Medicare Folly

By

Christopher Kent, D.C., Esq.

A healthcare crisis

Heath care in the United States currently consumes about one in every six dollars spent in the United States, and will consume an estimated one in every five dollars by the year 2015.  It is projected that by the end of the next decade, the government will be paying about half of the nation’s medical costs.  A report from the Centers for Medicare and Medicaid Services estimated that both government and private spending for health care will average $12,320 per person in 2015, almost double the 2005 figure of $6,683.  The nation’s health care bill could total more than $4 trillion in ten years.

   In 2005, Medicare provided coverage to 42.5 million people, spending $330 billion on benefits. 

  It is projected that Medicare Hospital Insurance program will become insolvent in 2019, and Medicare expenditures are projected to rise rapidly in coming decades as the baby-boom generation retires and health care costs continue to rise. 

These exploding costs are directly related to the system’s focus on urgent care, to the exclusion of strategies that address health problems before they become costly and difficult to treat.   Coverage of early interventions could result in significant cost savings.  Medicare currently limits coverage for early intervention services, such as care for asymptomatic vertebral subluxations, without weighing the long term financial and medical benefits of covering these services against their short term costs.

The Medicare Act provides for care of vertebral subluxation by chiropractors as a covered benefit under Medicare.  Unfortunately, Medicare excludes coverage for chiropractic care of vertebral subluxation unless it is accompanied with another covered neuromusculoskeletal condition

The Act requires that services must be “reasonable and necessary for the diagnosis or treatment of an illness or injury, or to improve the functioning of a malformed body member.”  Vertebral subluxation is arguably an “illness or injury” in itself, and the purpose of its correction is to “improve the functioning” of the affected body member.  Therefore, diagnosis and treatment of vertebral subluxation should be a covered service independent of any accompanying medical conditions. 

Cost savings associated with chiropractic care

Current Medicare policy does not include coverage for the care of vertebral subluxations alone.  However, research demonstrates that preventive chiropractic care results in significant cost savings in persons over 65 years of age.  The limitations imposed on Medicare coverage for care of vertebral subluxations may be costing taxpayers a great deal of money.  The economic significance of this problem amounts to billions of dollars.

Analysis of an insurance database compared 23 persons over 75 years of age receiving chiropractic care with 414 non-chiropractic patients.  Those receiving chiropractic care reported better overall health, spent fewer days in hospitals and nursing homes, used fewer prescription drugs, and were more active than the non-chiropractic patients.  Furthermore, the chiropractic patients reported 21% less time in hospitals over the previous 3 years.

  45% of Medicare’s $278 Billion expenditures in 2003 were for hospital coverage.

  

Another study surveyed 311 chiropractic patients, aged 65 years and older, who had received chiropractic care for 5 years or longer.  To control for overall health status, patients in the study were asked to complete a general health survey.

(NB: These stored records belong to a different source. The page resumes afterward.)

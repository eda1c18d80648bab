//! `portfwd config` command handler

use std::io::Write;
use std::path::Path;

use serde::Serialize;
use tracing::info;

use portfwd_core::config::PortfwdConfig;

use crate::cli::{ConfigAction, ConfigArgs};
use crate::error::CliError;
use crate::output::{OutputWriter, Render};

const SECTIONS: [&str; 4] = ["general", "controller", "unifi", "metrics"];
const REDACTED: &str = "***REDACTED***";

/// Execute the `config` command.
pub async fn execute(
    args: ConfigArgs,
    config_path: &Path,
    writer: &OutputWriter,
) -> Result<(), CliError> {
    match args.action {
        ConfigAction::Validate => execute_validate(config_path, writer).await,
        ConfigAction::Show { section } => execute_show(config_path, section, writer).await,
    }
}

/// Load and validate the configuration file, reporting any errors.
///
/// # Errors
///
/// Returns `CliError::Config` if validation fails (missing file, invalid values, parse errors).
async fn execute_validate(config_path: &Path, writer: &OutputWriter) -> Result<(), CliError> {
    info!(path = %config_path.display(), "validating configuration");

    let report = match PortfwdConfig::load(config_path).await {
        Ok(config) => ConfigValidationReport {
            source: config_path.display().to_string(),
            valid: true,
            errors: Vec::new(),
            marker_annotation: Some(config.marker_annotation()),
            finalizer: Some(config.finalizer_name()),
        },
        Err(e) => ConfigValidationReport {
            source: config_path.display().to_string(),
            valid: false,
            errors: vec![e.to_string()],
            marker_annotation: None,
            finalizer: None,
        },
    };

    writer.render(&report)?;

    if !report.valid {
        return Err(CliError::Config("configuration is invalid".to_owned()));
    }

    Ok(())
}

/// Display the effective configuration (file + env overrides + defaults).
///
/// The UniFi password is always redacted.
async fn execute_show(
    config_path: &Path,
    section: Option<String>,
    writer: &OutputWriter,
) -> Result<(), CliError> {
    info!(path = %config_path.display(), "loading configuration");

    let mut config = PortfwdConfig::load(config_path).await?;
    redact_credentials(&mut config);

    let report = build_report(&config, config_path, section)?;
    writer.render(&report)?;

    Ok(())
}

/// Build a display report for the whole configuration or a single section.
pub fn build_report(
    config: &PortfwdConfig,
    config_path: &Path,
    section: Option<String>,
) -> Result<ConfigReport, CliError> {
    let config_toml = match section.as_deref() {
        None => toml::to_string_pretty(config),
        Some("general") => toml::to_string_pretty(&config.general),
        Some("controller") => toml::to_string_pretty(&config.controller),
        Some("unifi") => toml::to_string_pretty(&config.unifi),
        Some("metrics") => toml::to_string_pretty(&config.metrics),
        Some(other) => {
            return Err(CliError::Command(format!(
                "unknown section: {} (expected: {})",
                other,
                SECTIONS.join(", ")
            )));
        }
    }
    .unwrap_or_else(|e| format!("(serialization error: {})", e));

    Ok(ConfigReport {
        source: config_path.display().to_string(),
        section,
        config_toml,
    })
}

/// Replace the UniFi password with a fixed marker.
///
/// An empty password stays empty so that a missing credential is still visible.
pub fn redact_credentials(config: &mut PortfwdConfig) {
    if !config.unifi.password.is_empty() {
        config.unifi.password = REDACTED.to_owned();
    }
}

/// Configuration display report.
///
/// The `config_toml` field is skipped during JSON serialization (only used for text rendering).
#[derive(Serialize)]
pub struct ConfigReport {
    /// Configuration file path
    pub source: String,
    /// Optional section name (None = full config)
    #[serde(skip_serializing_if = "Option::is_none")]
    pub section: Option<String>,
    /// Serialized TOML configuration (with redacted credentials)
    #[serde(skip)]
    pub config_toml: String,
}

impl Render for ConfigReport {
    fn render_text(&self, w: &mut dyn Write) -> std::io::Result<()> {
        use colored::Colorize;

        if let Some(ref section) = self.section {
            let section_label = format!("[{}]", section);
            writeln!(
                w,
                "Configuration {} (source: {})",
                section_label.bold(),
                self.source
            )?;
        } else {
            writeln!(w, "Configuration (source: {})", self.source.bold())?;
        }

        writeln!(w)?;
        write!(w, "{}", self.config_toml)?;

        Ok(())
    }
}

/// Configuration validation report.
#[derive(Serialize)]
pub struct ConfigValidationReport {
    /// Configuration file path
    pub source: String,
    /// Whether the configuration is valid
    pub valid: bool,
    /// Validation error messages (empty if valid)
    pub errors: Vec<String>,
    /// Annotation key that opts a Pod in
    #[serde(skip_serializing_if = "Option::is_none")]
    pub marker_annotation: Option<String>,
    /// Finalizer the controller attaches
    #[serde(skip_serializing_if = "Option::is_none")]
    pub finalizer: Option<String>,
}

impl Render for ConfigValidationReport {
    fn render_text(&self, w: &mut dyn Write) -> std::io::Result<()> {
        use colored::Colorize;

        writeln!(w, "Config Validation: {}", self.source.bold())?;

        if self.valid {
            writeln!(w, "  Result: {}", "VALID".green().bold())?;
            if let Some(ref marker) = self.marker_annotation {
                writeln!(w, "  Marker: {marker}: \"true\"")?;
            }
            if let Some(ref finalizer) = self.finalizer {
                writeln!(w, "  Finalizer: {finalizer}")?;
            }
        } else {
            writeln!(w, "  Result: {}", "INVALID".red().bold())?;
            for err in &self.errors {
                writeln!(w, "  Error: {}", err.red())?;
            }
        }

        Ok(())
    }
}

  Despite similar health status, chiropractic patients, when compared with US citizens of the same age, spent only 31% of the national average for health care services.  The chiropractic patients also experienced 50% fewer medical provider visits compared with US citizens of the same age.

A study by Muse & Associates examined the utilization, cost and effects of chiropractic services on Medicare program costs compared to similar data for beneficiaries treated by other provider types.  The number of beneficiaries included numbered 5.8 M.  1.5 M (26.8%) received chiropractic care.  Despite averaging more claims per capita than non-chiropractic patients, beneficiaries who received chiropractic care had lower average Medicare payments per capita for all Medicare services ($4,426 vs. $8,103), and had lower average payments per claim for Medicare services ($133 vs. $210).  Aside from high levels of patient satisfaction and improved health behaviors, senior citizens receiving chiropractic care spent significantly less time in hospitals, reduced medical utilization, and spent much less on medical care than persons receiving chiropractic care.

In contrast to the cost savings realized by persons receiving long-term chiropractic care, the availability of chiropractic care limited to the treatment of musculoskeletal disorders (in addition to or independent of vertebral subluxations) achieves only a modest financial benefit.  An analysis was performed comparing health plan members with such chiropractic coverage and members of the same health plan without chiropractic coverage.  Having chiropractic coverage was associated with a 1.6% decrease in total annual health care costs.

The most significant health benefits and cost savings are seen in patients who were under long-term care. 

The problem in limiting such treatment to persons with a “dual diagnosis,” and designating the treatment of asymptomatic vertebral subluxations as uncovered “maintenance therapy” means that Medicare beneficiaries are being denied clinical services which reduce overall health care costs and improve quality-of-life.